As a student and scholar of literature and cultural studies, we have the privilege of projecting almost the obvious things in everyday life to the rigour of critical thinking. This is what our discipline demands of us and relies on for its survival. We are essentialists. We observe first and then probe the familiar with an increased degree of doubt; in this way, we can see things differently, while refreshing existing cultural and literary debates. This is why I love my chosen disciplines. They allow us to stretch, or even overstretch, in the thought process. They encourage us to expound on and express our subjective realities confidently.

Probably, you think that I am here to drum up support for my discipline, aiming to recruit new followers. That is not my objective. If I describe the workings and nature of literature and cultural studies and the traits of those within, it is mainly to help you understand the way we think and to justify why I tend to take controversial stances, including this one that I will henceforth share. I watched a controversial clip on Twitter. Short as it is, this clip erupted like a volcano with different comments on the essentialism of ‘African American’ as an imagined ethnic community in the United States. The question that emanates from this clip, if you care to watch it, is: ‘Who is an African-American?’ Is it an ethnic description? Who belongs to this group? Are they bound by race, geography, common ancestry, or shared history?

Perhaps I should offer a synopsis of the clip in order to put into context what I am about to say. The video, whose origin I am not sure of (some comments say it is a scene from a documentary, Survivor Australia), features a conversation between two women. One of them is a white South African woman, while the other is an African American woman from North Carolina (I have italicized ‘African’ and made them in bold for emphasis of my thesis). The white South African woman, despite being white, makes a bold and courageous claim.

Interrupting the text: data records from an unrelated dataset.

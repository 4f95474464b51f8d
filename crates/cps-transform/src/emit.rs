//! The emitter (spec §4.3): walks a lowered, scope-analyzed IR tree back
//! into surface source text.
//!
//! Mirrors `original_source/transform.py`'s `writer`/`Node.emit_all`: a
//! chain of nodes linked through `k.exp` is walked *iteratively*, never
//! recursively (spec §9, "the chain can be arbitrarily long — walk it with
//! a loop"), while a node's owned substructure (an `If`'s branches, a
//! `FunctionDef`'s body) is walked with ordinary recursion.

use ruff_python_ast::{BoolOp, CmpOp, Operator};

use crate::ir::{Cont, IrNode};

const INDENT: &str = "    ";

pub struct Writer {
    buf: String,
    level: usize,
}

impl Writer {
    pub fn new() -> Self {
        Writer {
            buf: String::new(),
            level: 0,
        }
    }

    fn indent(&mut self) {
        self.level += 1;
    }

    fn dedent(&mut self) {
        self.level -= 1;
    }

    fn line(&mut self, text: &str) {
        for _ in 0..self.level {
            self.buf.push_str(INDENT);
        }
        self.buf.push_str(text);
        self.buf.push('\n');
    }

    pub fn into_source(self) -> String {
        self.buf
    }
}

impl Default for Writer {
    fn default() -> Self {
        Self::new()
    }
}

/// Emits a whole lowered module.
pub fn emit_module(module: &IrNode, w: &mut Writer) {
    match module {
        IrNode::Module(m) => emit_chain(&m.body, w),
        other => emit_chain(other, w),
    }
}

/// Follows the `k.exp` chain starting at `node`, emitting each link in
/// turn. This loop is the one place that walks a chain — every recursive
/// call below descends into owned substructure only, never into `k.exp`.
fn emit_chain(node: &IrNode, w: &mut Writer) {
    let mut current = node;
    loop {
        emit_one(current, w);
        match current.cont() {
            Some(Cont { exp: Some(next), .. }) => current = next,
            _ => break,
        }
    }
}

/// Assignment prefix for a node's own continuation: `"vN = "` for a live
/// continuation, `"_ = "` for a dead one (its name is the literal `"_"`,
/// which is itself a non-empty prefix — spec §3.1), and nothing in tail
/// position.
fn prefix(k: &Cont) -> String {
    if k.name.is_empty() {
        String::new()
    } else {
        format!("{} = ", k.name)
    }
}

fn emit_one(node: &IrNode, w: &mut Writer) {
    match node {
        IrNode::Module(m) => emit_chain(&m.body, w),
        IrNode::Expression(e) => emit_one(&e.body, w),
        IrNode::Sequence(s) => emit_chain(&s.exp, w),
        IrNode::FunctionDef(def) => {
            let formals = def.formals.join(", ");
            w.line(&format!("def {} ({}):", def.name, formals));
            w.indent();
            let captured = def.captured.borrow();
            if !captured.is_empty() {
                let names: Vec<&str> = captured.iter().map(String::as_str).collect();
                w.line(&format!("nonlocal {}", names.join(", ")));
            }
            drop(captured);
            emit_chain(&def.body, w);
            w.dedent();
        }
        IrNode::If(if_node) => {
            w.line(&format!("if {}:", if_node.test_var));
            w.indent();
            emit_chain(&if_node.body, w);
            w.dedent();
            if let Some(orelse) = &if_node.orelse {
                w.line("else:");
                w.indent();
                emit_chain(orelse, w);
                w.dedent();
            }
        }
        IrNode::Return(ret) => {
            w.line(&format!("return {}", ret.var));
        }
        IrNode::BinOp(binop) => {
            w.line(&format!(
                "{}{} {} {}",
                prefix(&binop.k),
                binop.vars[0],
                bin_op_symbol(binop.op),
                binop.vars[1]
            ));
        }
        IrNode::BoolOp(boolop) => {
            let joiner = format!(" {} ", bool_op_word(boolop.op));
            w.line(&format!("{}{}", prefix(&boolop.k), boolop.vars.join(&joiner)));
        }
        IrNode::Compare(cmp) => {
            let mut parts = Vec::new();
            for i in 0..cmp.ops.len() {
                parts.push(cmp.vars[i].clone());
                parts.push(cmp_op_symbol(cmp.ops[i]).to_string());
            }
            parts.push(cmp.vars[cmp.vars.len() - 1].clone());
            w.line(&format!("{}{}", prefix(&cmp.k), parts.join(" ")));
        }
        IrNode::Assign(assign) => {
            w.line(&format!("{} = {}", assign.target.render(), assign.var));
        }
        IrNode::Call(call) => {
            let args = call.vars[1..].join(", ");
            w.line(&format!("{}{} ({})", prefix(&call.k), call.vars[0], args));
        }
        IrNode::Attribute(attr) => {
            w.line(&format!("{}{}.{}", prefix(&attr.k), attr.var, attr.name));
        }
        IrNode::Name(name) => {
            w.line(&format!("{}{}", prefix(&name.k), name.id));
        }
        IrNode::Num(num) => {
            w.line(&format!("{}{}", prefix(&num.k), num.literal));
        }
        IrNode::Print(print) => {
            w.line(&format!("print ({})", print.vars.join(", ")));
        }
        IrNode::Expr(_) => {
            w.line("pass");
        }
        IrNode::Verbatim(verbatim) => {
            for line in verbatim.source.split('\n') {
                w.line(line);
            }
        }
    }
}

fn bin_op_symbol(op: Operator) -> &'static str {
    match op {
        Operator::Add => "+",
        Operator::Sub => "-",
        Operator::Mult => "*",
        Operator::MatMult => "@",
        Operator::Div => "/",
        Operator::Mod => "%",
        Operator::Pow => "**",
        Operator::LShift => "<<",
        Operator::RShift => ">>",
        Operator::BitOr => "|",
        Operator::BitXor => "^",
        Operator::BitAnd => "&",
        Operator::FloorDiv => "//",
    }
}

fn bool_op_word(op: BoolOp) -> &'static str {
    match op {
        BoolOp::And => "and",
        BoolOp::Or => "or",
    }
}

fn cmp_op_symbol(op: CmpOp) -> &'static str {
    match op {
        CmpOp::Eq => "==",
        CmpOp::NotEq => "!=",
        CmpOp::Lt => "<",
        CmpOp::LtE => "<=",
        CmpOp::Gt => ">",
        CmpOp::GtE => ">=",
        CmpOp::Is => "is",
        CmpOp::IsNot => "is not",
        CmpOp::In => "in",
        CmpOp::NotIn => "not in",
    }
}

The African American explains to the white South African woman where North Carolina is, and this seems to irk the latter. The white South African woman tells the African American woman, ‘Because I live there half the time, I don’t need you to explain it like I’m an idiot... I work in the US all the time.’ Her statement, and definitely her assertive attitude, surprises others. The white South African woman proceeds to launch the atomic bomb. ‘I’m more African American than you are; you need to understand that.’ The African American snugs in doubt, 'mmm.'' To assert that she means what she says, the white South African woman launches her reinforcement, ‘Because I am from Africa.’

As you ponder over the perplexity of the conversation above, I need you to also consider that the white South African woman, in her assertion and claim to be 'more African American’ than African Americans, has successfully challenged the definition and understanding of this population. In a revisionist approach, she has tasked us to interrogate what it really means to be ‘African American,’ and essentially what it implies to be ‘African.’ This conversation reminds me of a similar one I had with a white South African male in Marburg, Essen, Germany, where I was enrolled in a German language course.

I was passionately explaining the scope of my then proposed doctoral dissertation to him when he asked me a question that I had never considered before: ‘What is your definition of “African,” and does it include people like me, white Caucasians, because I am from South Africa?’ Like most scholars and nearly everyone, I had narrow-mindedly conceptualized ‘African’ to mean ‘blackness,’ and this is despite the fact that my dissertation relied on primary texts (novels) from Sub-Saharan Africa, of which South Africa is a part. It is also important to know that one of the texts, The Maestro, the Magistrate & The Mathematician by Tendai Huchu, narrates the diasporic experiences of three Zimbabweans in Edinburgh, Scotland, where the Maestro is a white Zimbabwean, asserting the racial and ethnic diversity of this southern African country.

The African American was perplexed and shocked because her definition of ‘African American’ rests on a shared history of servitude and plantation economy, or the Middle Passage. She takes no consideration of the fact that the millions of Africans that crossed the Black Atlantic were from different nations, ethnic communities, and regions of the continent. Indeed, anthropological research and quests have traced the roots of some of the ‘African Americans’ to specific but...

In light of these historical facts, ‘African American’ as an ethnic community is as elusive as it sounds. To further stretch it to include black people in the United States would further loosen its meaning, since a significant number of ‘African Americans’ (descendants of slaves) have found it problematic to be defined as ‘African’ without the hyphenation of difference and privilege, -American. The white South African’s claim of being ‘African’ is laid on the geography of her birthplace and the time spent in Azania during her formative years. In her view, to be ‘African’ is to be born there and to have lived there as well for a significant amount of time. The question that emanates is this: would she proudly refer to herself as ‘African’ without the prefix ‘South’ on it? Your guess could even be better than mine.

Still, she raises an important point. If she is ‘South African’ and has lived in America, bearing her ‘African’ identification within it, she is right to lay claim on herself as ‘African.’